According to a survey of educators from 23 countries, up to 25% of teachers reported losing 30% of lesson time to disruptions , with an average of 13% of teacher time spent maintaining positive behaviour (OECD, 2010) . As a result, it’s clear that behaviour management is key to student achievement, particularly in the Post-16 English and maths classroom.
With no ‘silver bullets’, exceptional classroom management needs a blend of approaches, deployed at the right time, in the right way. Let’s look at 5 approaches with proven impact…
1. Getting your feng shui right
It’s vital to get the basics right and this starts with a classroom layout which lets you teach from three principal areas in the room: the front, the middle and the back of the room. From each area, you can control the room and identify disruptive behaviour, with your presence in these areas limiting challenging behaviour.

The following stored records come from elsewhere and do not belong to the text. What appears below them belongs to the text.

//! Simulated hardware-queue backend
//!
//! Mirrors a platform audio API that owns a per-source buffer queue and
//! consumes it asynchronously. Nothing is consumed on its own: the caller
//! advances playback with [`QueueBackend::consume_chunks`] or
//! [`QueueBackend::consume_bytes`], which makes every interleaving between
//! the device and the update tick reproducible.

use super::{impl_pool_backend, VoiceHandle, VoicePool, VoiceState};
use crate::audio::types::ChunkRef;
use std::sync::Arc;

/// Hardware-queue simulation with explicit consumption
#[derive(Debug)]
pub struct QueueBackend {
    pool: VoicePool,
}

impl QueueBackend {
    pub fn new(voice_count: usize) -> Self {
        Self {
            pool: VoicePool::new(voice_count),
        }
    }

    /// Voices currently allocated
    pub fn voices_in_use(&self) -> usize {
        self.pool.in_use()
    }

    /// Hardware queues convert rates themselves
    fn mix_rate(&self) -> Option<u32> {
        None
    }

    /// Play `count` whole chunks of a playing voice
    pub fn consume_chunks(&mut self, voice: VoiceHandle, count: usize) {
        if let Some(v) = self.pool.get_mut(voice) {
            for _ in 0..count {
                if v.state != VoiceState::Playing {
                    break;
                }
                v.finish_head();
            }
        }
    }

    /// Play `bytes` of a playing voice, crossing chunk boundaries
    pub fn consume_bytes(&mut self, voice: VoiceHandle, mut bytes: usize) {
        let Some(v) = self.pool.get_mut(voice) else {
            return;
        };

        while bytes > 0 && v.state == VoiceState::Playing {
            let finished = {
                let Some(head) = v.pending.front_mut() else {
                    break;
                };
                let frame_bytes = head.chunk.format().frame_bytes();
                let offset = head.frame * frame_bytes;
                let left = head.chunk.len() - offset.min(head.chunk.len());
                let step = left.min(bytes);
                head.frame += step / frame_bytes;
                bytes -= step;
                step == left
            };
            if finished {
                v.finish_head();
            }
            if bytes < 2 {
                break;
            }
        }
    }

    /// Drop every queued chunk, as a backend that reclaims finished buffers
    /// by itself would after a full drain
    pub fn reclaim_all(&mut self, voice: VoiceHandle) {
        if let Some(v) = self.pool.get_mut(voice) {
            v.pending.clear();
            v.processed.clear();
            v.state = VoiceState::Stopped;
        }
    }

    /// Chunks still waiting to be played, oldest first
    pub fn pending_chunks(&self, voice: VoiceHandle) -> Vec<ChunkRef> {
        self.pool
            .get(voice)
            .map(|v| v.pending.iter().map(|q| Arc::clone(&q.chunk)).collect())
            .unwrap_or_default()
    }

    /// Current voice state, `None` for an unallocated handle
    pub fn voice_state(&self, voice: VoiceHandle) -> Option<VoiceState> {
        self.pool.get(voice).map(|v| v.state)
    }

    /// Gain last set on the voice
    pub fn voice_gain(&self, voice: VoiceHandle) -> Option<f32> {
        self.pool.get(voice).map(|v| v.gain)
    }
}

impl_pool_backend!(QueueBackend);
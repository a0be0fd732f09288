//! Common error types for rill

use thiserror::Error;

/// Common result type for rill operations
pub type Result<T> = std::result::Result<T, Error>;

/// Common error types shared by the rill crates
#[derive(Error, Debug)]
pub enum Error {
    /// I/O operation error (wraps std::io::Error)
    #[error("IO error: {0}")]
    Io(#[from] std::io::Error),

    /// Malformed TOML configuration file
    #[error("Config parse error: {0}")]
    Toml(#[from] toml::de::Error),

    /// Configuration loading or validation error
    #[error("Configuration error: {0}")]
    Config(String),

    /// Invalid user input or parameter
    #[error("Invalid input: {0}")]
    InvalidInput(String),
}
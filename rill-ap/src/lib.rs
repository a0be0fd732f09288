//! # Rill Audio Playback Library (rill-ap)
//!
//! Streaming-playback core: decodes compressed audio incrementally into a
//! small ring of fixed-size PCM chunks, keeps a playback voice fed without
//! gaps, and drives every playing instance through its lifecycle with
//! continuous gain computation.
//!
//! **Architecture:**
//! - [`audio`]: PCM formats, sounds, decoder adapters and the cpal output
//! - [`playback`]: buffer ring, player state machine, voice backends and the
//!   playback manager that serializes every tick
//! - [`engine`]: wires configuration, backend, manager and output together

pub mod audio;
pub mod engine;
pub mod error;
pub mod playback;

pub use engine::AudioEngine;
pub use error::{Error, Result};
pub use playback::{PlaybackManager, PlayerId, PlayerState};
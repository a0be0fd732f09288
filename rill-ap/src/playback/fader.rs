//! Fade ramps and gain computation
//!
//! # Gain Model
//!
//! Evaluated every tick for every Player:
//!
//! ```text
//! effective_gain = master × category × player_base × fade_factor
//! ```
//!
//! `fade_factor` follows a timed ramp between two factors in [0, 1]; outside
//! a fade it holds the value the last ramp ended on (1.0 by default).

use rill_common::FadeCurve;

/// What the Player does once a fade ramp completes
#[derive(Debug, Clone, Copy, PartialEq, Eq)]
pub enum FadeEnd {
    /// Keep playing at the reached factor
    Continue,

    /// Pause the voice (fade-to-pause)
    Pause,

    /// Stop the voice (fade-to-stop)
    Stop,
}

/// A timed ramp of the fade factor
#[derive(Debug, Clone, Copy, PartialEq)]
pub struct Fade {
    from: f32,
    to: f32,
    elapsed: f32,
    duration: f32,
    curve: FadeCurve,
    on_complete: FadeEnd,
}

impl Fade {
    /// Ramp from `from` to `to` over `duration` seconds
    pub fn new(from: f32, to: f32, duration: f32, curve: FadeCurve, on_complete: FadeEnd) -> Self {
        Self {
            from: from.clamp(0.0, 1.0),
            to: to.clamp(0.0, 1.0),
            elapsed: 0.0,
            duration: duration.max(0.0),
            curve,
            on_complete,
        }
    }

    /// Advance the ramp by `dt` seconds
    pub fn advance(&mut self, dt: f32) {
        self.elapsed += dt.max(0.0);
    }

    /// Current fade factor
    pub fn factor(&self) -> f32 {
        if self.duration <= 0.0 {
            return self.to;
        }
        self.curve.interpolate(self.from, self.to, self.elapsed / self.duration)
    }

    pub fn is_complete(&self) -> bool {
        self.elapsed >= self.duration
    }

    /// True for ramps that raise the factor
    pub fn is_rising(&self) -> bool {
        self.to > self.from
    }

    pub fn on_complete(&self) -> FadeEnd {
        self.on_complete
    }

    /// Seconds left until completion
    pub fn remaining(&self) -> f32 {
        (self.duration - self.elapsed).max(0.0)
    }
}

/// Combine the gain stages into one linear gain in [0, 1]
pub fn effective_gain(master: f32, category: f32, base: f32, fade_factor: f32) -> f32 {
    (master * category * base * fade_factor).clamp(0.0, 1.0)
}
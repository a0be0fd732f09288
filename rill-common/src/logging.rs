//! Logging setup for rill binaries
//!
//! Libraries only emit `tracing` events; installing a subscriber is left to
//! the binary so embedding applications keep control of their output.

use tracing_subscriber::{layer::SubscriberExt, util::SubscriberInitExt, EnvFilter};

/// Install the global tracing subscriber
///
/// `RUST_LOG` wins when set; otherwise `default_level` applies to the rill
/// crates only.
pub fn init(default_level: &str) {
    let filter = EnvFilter::try_from_default_env().unwrap_or_else(|_| {
        format!("rill_ap={level},rill_common={level}", level = default_level).into()
    });

    // A second init (tests, embedding) is harmless, so the error is ignored
    let _ = tracing_subscriber::registry()
        .with(filter)
        .with(tracing_subscriber::fmt::layer())
        .try_init();
}
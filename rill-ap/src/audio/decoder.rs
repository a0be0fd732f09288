//! Decoder adapter interface
//!
//! The playback core never decodes compressed audio itself. It pulls 16-bit
//! PCM bytes from a [`Decoder`] on demand and rewinds it at loop boundaries.
//! A [`SoundSource`] produces a fresh decoder for every streamed Player.

use crate::audio::types::{PcmChunk, PcmFormat};
use crate::error::Result;
use std::sync::Arc;
use tracing::warn;

/// Pull-based PCM producer
///
/// Read sizes are unpredictable: a decoder may return fewer bytes than asked
/// for at any time. `Ok(0)` means end of stream; an `Err` is a decode error
/// for that call only.
pub trait Decoder: Send {
    /// Decode up to `buf.len()` bytes of PCM into `buf`
    ///
    /// Byte counts are always a multiple of 2 (whole 16-bit samples).
    fn read(&mut self, buf: &mut [u8]) -> Result<usize>;

    /// Rewind to the first sample of the stream
    fn reset_to_start(&mut self) -> Result<()>;

    /// Format of the produced PCM
    fn format(&self) -> PcmFormat;
}

/// Factory for decoders over one asset
pub trait SoundSource: Send + Sync {
    /// Open a decoder positioned at stream start
    fn open(&self) -> Result<Box<dyn Decoder>>;
}

/// Decoder over PCM bytes already in memory
///
/// `max_read` caps the bytes returned per call, emulating codecs that decode
/// one packet at a time.
#[derive(Debug, Clone)]
pub struct MemoryDecoder {
    data: Arc<[u8]>,
    cursor: usize,
    max_read: Option<usize>,
    format: PcmFormat,
}

impl MemoryDecoder {
    pub fn new(format: PcmFormat, data: impl Into<Arc<[u8]>>) -> Self {
        Self {
            data: data.into(),
            cursor: 0,
            max_read: None,
            format,
        }
    }

    /// Cap every read at `max_read` bytes (rounded down to whole samples)
    pub fn with_max_read(mut self, max_read: usize) -> Self {
        self.max_read = Some((max_read & !1).max(2));
        self
    }

    /// Total stream length in bytes
    pub fn len(&self) -> usize {
        self.data.len()
    }

    pub fn is_empty(&self) -> bool {
        self.data.is_empty()
    }
}

impl Decoder for MemoryDecoder {
    fn read(&mut self, buf: &mut [u8]) -> Result<usize> {
        let remaining = self.data.len() - self.cursor;
        let mut count = buf.len().min(remaining);
        if let Some(max) = self.max_read {
            count = count.min(max);
        }
        buf[..count].copy_from_slice(&self.data[self.cursor..self.cursor + count]);
        self.cursor += count;
        Ok(count)
    }

    fn reset_to_start(&mut self) -> Result<()> {
        self.cursor = 0;
        Ok(())
    }

    fn format(&self) -> PcmFormat {
        self.format
    }
}

/// Source of [`MemoryDecoder`]s sharing one PCM block
#[derive(Debug, Clone)]
pub struct MemorySource {
    data: Arc<[u8]>,
    format: PcmFormat,
    max_read: Option<usize>,
}

impl MemorySource {
    pub fn new(format: PcmFormat, data: Vec<u8>) -> Self {
        Self {
            data: data.into(),
            format,
            max_read: None,
        }
    }

    /// Decoders opened from this source cap reads at `max_read` bytes
    pub fn with_max_read(mut self, max_read: usize) -> Self {
        self.max_read = Some(max_read);
        self
    }
}

impl SoundSource for MemorySource {
    fn open(&self) -> Result<Box<dyn Decoder>> {
        let decoder = MemoryDecoder::new(self.format, Arc::clone(&self.data));
        Ok(match self.max_read {
            Some(max) => Box::new(decoder.with_max_read(max)),
            None => Box::new(decoder),
        })
    }
}

/// Decode an entire stream into one resident chunk
///
/// A decode error ends the load early with a warning; whatever was decoded
/// so far becomes the buffer.
pub fn load_resident(decoder: &mut dyn Decoder, name: &str) -> PcmChunk {
    const READ_SIZE: usize = 16384;

    let format = decoder.format();
    let mut data = Vec::new();
    let mut scratch = vec![0u8; READ_SIZE];

    loop {
        match decoder.read(&mut scratch) {
            Ok(0) => break,
            Ok(n) => data.extend_from_slice(&scratch[..n]),
            Err(e) => {
                warn!("Error while loading '{}', keeping {} bytes: {}", name, data.len(), e);
                break;
            }
        }
    }

    PcmChunk::from_bytes(format, data)
}
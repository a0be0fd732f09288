//! Fade curve shapes for gain ramps
//!
//! A curve maps normalized fade progress `t` in [0, 1] onto a ramp weight in
//! [0, 1]. Every curve is monotonic non-decreasing and exact at both ends, so
//! a ramp always lands precisely on its target gain.

use serde::{Deserialize, Serialize};
use std::f32::consts::{FRAC_PI_2, PI};

/// Fade curve types
///
/// - Linear: constant rate of change (default)
/// - SCurve: smooth acceleration and deceleration
/// - EqualPower: constant perceived loudness when two ramps overlap
#[derive(Debug, Clone, Copy, PartialEq, Eq, Default, Serialize, Deserialize)]
#[serde(rename_all = "kebab-case")]
pub enum FadeCurve {
    /// v(t) = t
    #[default]
    Linear,

    /// v(t) = 0.5 × (1 - cos(π × t))
    SCurve,

    /// v(t) = sin(t × π/2)
    EqualPower,
}

impl FadeCurve {
    /// Ramp weight at normalized progress `t` (clamped to [0, 1])
    pub fn weight(&self, t: f32) -> f32 {
        if t <= 0.0 {
            return 0.0;
        }
        if t >= 1.0 {
            return 1.0;
        }

        match self {
            FadeCurve::Linear => t,
            FadeCurve::SCurve => 0.5 * (1.0 - (PI * t).cos()),
            FadeCurve::EqualPower => (t * FRAC_PI_2).sin(),
        }
    }

    /// Interpolate from `from` to `to` at normalized progress `t`
    ///
    /// Works in both directions: a fade-out is simply `from > to`.
    pub fn interpolate(&self, from: f32, to: f32, t: f32) -> f32 {
        let w = self.weight(t);
        if w >= 1.0 {
            return to;
        }
        from + (to - from) * w
    }
}

#[cfg(test)]
mod tests {
    use super::*;

    const CURVES: [FadeCurve; 3] = [FadeCurve::Linear, FadeCurve::SCurve, FadeCurve::EqualPower];

    #[test]
    fn test_endpoints_exact() {
        for curve in CURVES {
            assert_eq!(curve.weight(0.0), 0.0, "{:?}", curve);
            assert_eq!(curve.weight(1.0), 1.0, "{:?}", curve);
            assert_eq!(curve.weight(-3.0), 0.0, "{:?}", curve);
            assert_eq!(curve.weight(7.5), 1.0, "{:?}", curve);
        }
    }

    #[test]
    fn test_monotonic() {
        for curve in CURVES {
            let mut last = 0.0;
            for i in 0..=100 {
                let w = curve.weight(i as f32 / 100.0);
                assert!(w >= last, "{:?} decreased at step {}", curve, i);
                last = w;
            }
        }
    }

    #[test]
    fn test_linear_midpoint() {
        assert!((FadeCurve::Linear.weight(0.5) - 0.5).abs() < 1e-6);
        assert!((FadeCurve::SCurve.weight(0.5) - 0.5).abs() < 1e-6);
    }

    #[test]
    fn test_interpolate_lands_on_target() {
        assert_eq!(FadeCurve::Linear.interpolate(1.0, 0.0, 1.0), 0.0);
        assert_eq!(FadeCurve::EqualPower.interpolate(0.2, 0.9, 1.0), 0.9);
        assert!((FadeCurve::Linear.interpolate(1.0, 0.0, 0.25) - 0.75).abs() < 1e-6);
    }

    #[test]
    fn test_serde_names() {
        #[derive(Deserialize)]
        struct Holder {
            curve: FadeCurve,
        }
        let holder: Holder = toml::from_str("curve = \"equal-power\"").unwrap();
        assert_eq!(holder.curve, FadeCurve::EqualPower);
    }
}
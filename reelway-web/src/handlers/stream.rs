//! Handler serving the bound session file.

use std::sync::Arc;

use axum::body::Body;
use axum::extract::State;
use axum::http::header::{ACCEPT_RANGES, CONTENT_LENGTH, CONTENT_RANGE, CONTENT_TYPE, RETRY_AFTER};
use axum::http::{HeaderMap, Method, StatusCode};
use axum::response::{IntoResponse, Response};
use reelway_core::session::{AvailabilityError, ByteRange};
use tracing::{debug, warn};

use super::range::{RangeSpec, extract_range_header, parse_range_header};
use crate::server::ServerState;
use crate::streaming::{GatedReader, open_at};

/// Failures turned into HTTP statuses by the range server.
#[derive(Debug, thiserror::Error)]
pub enum StreamError {
    #[error("No file is bound to the server")]
    NotBound,

    #[error("Requested range outside {total_size} byte file")]
    RangeNotSatisfiable { total_size: u64 },

    #[error("Data unavailable: {0}")]
    Unavailable(#[from] AvailabilityError),

    #[error("I/O error: {0}")]
    Io(#[from] std::io::Error),
}

impl IntoResponse for StreamError {
    fn into_response(self) -> Response {
        match self {
            StreamError::NotBound => (StatusCode::NOT_FOUND, "No stream is bound").into_response(),
            StreamError::RangeNotSatisfiable { total_size } => (
                StatusCode::RANGE_NOT_SATISFIABLE,
                [
                    (CONTENT_RANGE, format!("bytes */{total_size}")),
                    (ACCEPT_RANGES, "bytes".to_string()),
                ],
            )
                .into_response(),
            StreamError::Unavailable(e) => {
                debug!("Responding 503: {}", e);
                (
                    StatusCode::SERVICE_UNAVAILABLE,
                    [(RETRY_AFTER, "1")],
                    e.to_string(),
                )
                    .into_response()
            }
            StreamError::Io(e) => {
                warn!("Failed to read bound file: {}", e);
                StatusCode::INTERNAL_SERVER_ERROR.into_response()
            }
        }
    }
}

/// Serves the bound file, honouring single byte ranges.
///
/// Waits for the first chunk of the requested range before answering, so a
/// range that never becomes available is reported as `503` instead of a
/// truncated success. HEAD requests get headers without waiting.
pub async fn stream_bound_file(
    State(state): State<Arc<ServerState>>,
    method: Method,
    headers: HeaderMap,
) -> Response {
    match serve(&state, &method, &headers).await {
        Ok(response) => response,
        Err(e) => e.into_response(),
    }
}

async fn serve(
    state: &ServerState,
    method: &Method,
    headers: &HeaderMap,
) -> Result<Response, StreamError> {
    let binding = state.current_binding().ok_or(StreamError::NotBound)?;
    let total_size = binding.total_size;
    let spec = parse_range_header(extract_range_header(headers), total_size);

    let (status, range) = match spec {
        RangeSpec::Full => (
            StatusCode::OK,
            total_size.checked_sub(1).map(|last| ByteRange::new(0, last)),
        ),
        RangeSpec::Partial(range) => (StatusCode::PARTIAL_CONTENT, Some(range)),
        RangeSpec::Unsatisfiable => {
            return Err(StreamError::RangeNotSatisfiable { total_size });
        }
    };

    let content_type = mime_guess::from_path(&binding.path)
        .first_raw()
        .unwrap_or(state.config.content_type_fallback);
    let content_length = range.map_or(0, |r| r.len());

    let mut response = axum::http::Response::builder()
        .status(status)
        .header(CONTENT_TYPE, content_type)
        .header(ACCEPT_RANGES, "bytes")
        .header(CONTENT_LENGTH, content_length);
    if let RangeSpec::Partial(range) = spec {
        response = response.header(
            CONTENT_RANGE,
            format!("bytes {}-{}/{}", range.start, range.end, total_size),
        );
    }

    let body = match range {
        Some(range) if *method != Method::HEAD => {
            debug!(
                "Serving bytes {}-{}/{} of {}",
                range.start,
                range.end,
                total_size,
                binding.path.display()
            );
            let reader = GatedReader::new(
                binding.clone(),
                open_at(&binding, range.start).await?,
                range,
                state.config.chunk_size,
                state.config.availability_timeout,
            );
            if let Some(first) = reader.next_chunk_range() {
                binding
                    .wait_for_range(first, state.config.availability_timeout)
                    .await?;
            }
            reader.into_body()
        }
        _ => Body::empty(),
    };

    response.body(body).map_err(|e| {
        StreamError::Io(std::io::Error::new(std::io::ErrorKind::InvalidData, e))
    })
}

If there are any areas that you cannot quickly get to, this is where behaviour challenges will start, so it’s vitally important that your layout supports free movement.
2. Building relationships before lessons start
Any practitioner will tell you that building strong, positive relationships is key. With this in mind, getting to know students, whilst maintaining a focus on the content, is vital. Greeting students at the door and asking a question unrelated to the session is a great way to do this. ‘How are you?’, ‘How has your day been?’, ‘Did you see the match last night?’ or similar, lets you understand what makes students tick (over time) and shows that you’re interested in them as people, not just students.
3. Engaging starters
If students don’t have something to do, they will find something to do. And it won’t be what we want them to do (hint: mobile phones). Give students something which will prompt discussion, engage their interest, support recall of prior knowledge or just get them thinking. This can be an individual task, pair task or group task – the important thing is that they see the value in it and that it engages.
4. Depth of questioning
When asking students questions, the average thinking time afforded to students is less than 2 seconds , with the vast majority of questions taking the form of what Dylan Wiliam calls ‘tennis questions’ (teacher asks one student a question; one student responds; teacher gives one student feedback, leaving all other students unassessed).
5. Attention
Students thrive on knowing that they are succeeding – they can’t be aware of this if we are not communicating it. Being active around the classroom and giving regular written and verbal feedback is so, so important. Giving each student some ‘face time’ throughout the lesson will again reinforce relationships and also support academic progression as students know exactly where and why they are achieving and what they need to do next to improve, develop and progress.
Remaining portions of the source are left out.